Caddy v2 is used, details here.

Caddyfile

graf.{$MY_DOMAIN} {
  reverse_proxy grafana:3000
}

prom.{$MY_DOMAIN} {
  reverse_proxy prometheus:9090
}

First run and Grafana configuration

login admin/admin to graf.example.com, change the password
add Prometheus as a Data source in configuration
set URL to http://prometheus:9090
import dashboards from json files in this repo

These dashboards are the preconfigured ones from stefanprodan/dockprom with few changes.
docker_host.json did not show free disk space, it needed fstype changed from aufs to ext4. Also a fix for host network monitoring not showing traffick.
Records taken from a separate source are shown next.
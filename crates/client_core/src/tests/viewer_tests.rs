use super::*;

fn citation(filename: &str, page_number: u32) -> SourceCitation {
    SourceCitation::new(filename, page_number, "excerpt")
}

fn open_loaded(page: u32, total: u32) -> ViewerState {
    let mut viewer = ViewerState::default();
    let generation = viewer.open_at(citation("a.pdf", page));
    viewer
        .document_loaded(total, generation)
        .expect("current generation");
    viewer
}

#[test]
fn starts_closed_without_source() {
    let viewer = ViewerState::default();
    assert!(!viewer.is_open());
    assert!(viewer.active_source().is_none());
    assert_eq!(viewer.page_number(), 1);
    assert_eq!(viewer.zoom(), DEFAULT_ZOOM);
    assert!(viewer.pending_load().is_none());
}

#[test]
fn open_at_lands_on_cited_page_with_unknown_total() {
    let mut viewer = ViewerState::default();
    let generation = viewer.open_at(citation("a.pdf", 3));

    assert!(viewer.is_open());
    assert_eq!(viewer.page_number(), 3);
    assert_eq!(viewer.total_pages(), None);
    assert_eq!(viewer.page_label(), "Page 3 / -");
    assert_eq!(
        viewer.pending_load(),
        Some(PendingLoad {
            filename: "a.pdf".to_string(),
            generation,
        })
    );
}

#[test]
fn open_at_page_zero_falls_back_to_first_page() {
    let mut viewer = ViewerState::default();
    viewer.open_at(citation("a.pdf", 0));
    assert_eq!(viewer.page_number(), 1);
}

#[test]
fn every_open_stamps_a_newer_generation() {
    let mut viewer = ViewerState::default();
    let first = viewer.open_at(citation("a.pdf", 1));
    let second = viewer.open_at(citation("a.pdf", 1));
    assert!(second > first);
}

#[test]
fn open_at_preserves_zoom() {
    let mut viewer = ViewerState::default();
    viewer.open_at(citation("a.pdf", 1));
    viewer.zoom_in();
    viewer.zoom_in();
    viewer.open_at(citation("b.pdf", 2));
    assert_eq!(viewer.zoom_percent(), 140);
}

#[test]
fn document_loaded_clamps_optimistic_page() {
    let viewer = open_loaded(9, 4);
    assert_eq!(viewer.total_pages(), Some(4));
    assert_eq!(viewer.page_number(), 4);
    assert_eq!(viewer.page_label(), "Page 4 / 4");
    assert!(viewer.pending_load().is_none());
}

#[test]
fn stale_document_load_is_refused() {
    let mut viewer = ViewerState::default();
    let stale = viewer.open_at(citation("a.pdf", 2));
    let current = viewer.open_at(citation("b.pdf", 1));

    let err = viewer
        .document_loaded(50, stale)
        .expect_err("stale generation must be refused");
    assert!(matches!(
        err,
        ClientError::StaleResponse { received, current: now } if received == stale.0 && now == current.0
    ));
    assert_eq!(viewer.total_pages(), None);

    viewer.document_loaded(7, current).expect("current");
    assert_eq!(viewer.total_pages(), Some(7));
}

#[test]
fn stale_load_failure_does_not_mark_current_document() {
    let mut viewer = ViewerState::default();
    let stale = viewer.open_at(citation("a.pdf", 1));
    viewer.open_at(citation("b.pdf", 1));

    assert!(viewer.load_failed("404", stale).is_err());
    assert!(viewer.load_error().is_none());
}

#[test]
fn zero_page_document_is_a_load_error() {
    let mut viewer = ViewerState::default();
    let generation = viewer.open_at(citation("a.pdf", 1));
    viewer.document_loaded(0, generation).expect("current");
    assert_eq!(viewer.total_pages(), None);
    assert!(viewer.load_error().is_some());
    assert!(viewer.pending_load().is_none());
}

#[test]
fn prev_page_saturates_at_first_page() {
    let mut viewer = open_loaded(1, 5);
    for _ in 0..3 {
        assert!(!viewer.prev_page());
    }
    assert_eq!(viewer.page_number(), 1);
}

#[test]
fn next_page_saturates_at_last_page() {
    let mut viewer = open_loaded(3, 5);
    assert!(viewer.next_page());
    assert!(viewer.next_page());
    assert!(!viewer.next_page());
    assert_eq!(viewer.page_number(), 5);
    assert!(!viewer.has_next_page());
}

#[test]
fn next_page_stops_at_largest_page_before_total_is_known() {
    let mut viewer = ViewerState::default();
    viewer.open_at(citation("a.pdf", u32::MAX));
    assert!(!viewer.has_next_page());
    assert!(!viewer.next_page());
    assert_eq!(viewer.page_number(), u32::MAX);

    assert!(viewer.prev_page());
    assert!(viewer.next_page());
    assert_eq!(viewer.page_number(), u32::MAX);
}

#[test]
fn paging_stays_within_bounds_for_mixed_sequences() {
    let mut viewer = open_loaded(2, 3);
    let moves = [true, true, true, false, false, false, false, true, false, true, true];
    for forward in moves {
        if forward {
            viewer.next_page();
        } else {
            viewer.prev_page();
        }
        assert!((1..=3).contains(&viewer.page_number()));
    }
}

#[test]
fn next_page_is_unbounded_before_total_is_known() {
    let mut viewer = ViewerState::default();
    viewer.open_at(citation("a.pdf", 1));
    for _ in 0..10 {
        assert!(viewer.next_page());
    }
    assert_eq!(viewer.page_number(), 11);
}

#[test]
fn zoom_in_saturates_at_maximum() {
    let mut viewer = open_loaded(1, 1);
    for _ in 0..20 {
        viewer.zoom_in();
    }
    assert_eq!(viewer.zoom(), MAX_ZOOM);
    assert_eq!(viewer.zoom_percent(), 250);
    assert!(!viewer.zoom_in());
}

#[test]
fn zoom_out_saturates_at_minimum() {
    let mut viewer = open_loaded(1, 1);
    for _ in 0..20 {
        viewer.zoom_out();
    }
    assert_eq!(viewer.zoom(), MIN_ZOOM);
    assert_eq!(viewer.zoom_percent(), 60);
    assert!(!viewer.zoom_out());
}

#[test]
fn close_keeps_active_source_for_reopen() {
    let mut viewer = open_loaded(2, 5);
    viewer.close();
    assert!(!viewer.is_open());
    assert_eq!(viewer.active_source().map(|s| s.page_number), Some(2));
    assert!(!viewer.next_page());

    let before = viewer.generation();
    let reopened = viewer.reopen().expect("reopen");
    assert!(reopened > before);
    assert!(viewer.is_open());
    assert_eq!(viewer.page_number(), 2);
    assert_eq!(viewer.total_pages(), None);
}

#[test]
fn reopen_is_a_no_op_without_source_or_while_open() {
    let mut viewer = ViewerState::default();
    assert!(viewer.reopen().is_none());

    viewer.open_at(citation("a.pdf", 1));
    assert!(viewer.reopen().is_none());
}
And in all of them the time interval is set to show last 1h instead of last 15m

docker_host.json - dashboard showing linux host machine metrics
docker_containers.json - dashboard showing docker containers metrics, except the ones labeled as monitoring in the compose file
monitoring_services.json - dashboar showing docker containers metrics of containers that are labeled monitoring

Pushgateway

The setup and real world use of pushgateway, along with small steps when learning it are in the repo - Veeam Prometheus Grafana
Including pushing information from windows powershell.

Alertmanager

Several changes are needed

New container - alertmanager added to the compose file.
New file - alertmanager.yml bind mounted in the alertmanager container.
This file contains configuration about where and how to deliver alerts.
A selfhosted ntfy webhook is used that gets alerts to a phone app.
New file - alert.rules mounted in to prometheus container
This files defines when value of some metric becomes an alert event.
Changed file - prometheus.yml added alerting section and the path to the rule_files

docker-compose.yml

services:

  # MONITORING SYSTEM AND THE METRICS DATABASE
  prometheus:
    image: prom/prometheus:v2.42.0
    container_name: prometheus
    hostname: prometheus
    user: root
    restart: unless-stopped
    depends_on:
      - cadvisor
    command:
      - '--config.file=/etc/prometheus/prometheus.yml'
      - '--storage.tsdb.path=/prometheus'
      - '--web.console.libraries=/etc/prometheus/console_libraries'
      - '--web.console.templates=/etc/prometheus/consoles'
      - '--storage.tsdb.retention.time=500h'
      - '--web.enable-lifecycle'
    volumes:
      - ./prometheus_data:/prometheus
      - ./prometheus.yml:/etc/prometheus/prometheus.yml
      - ./alert.rules:/etc/prometheus/rules/alert.rules
    expose:
      - 9090:9090
    labels:
      org.label-schema.group: "monitoring"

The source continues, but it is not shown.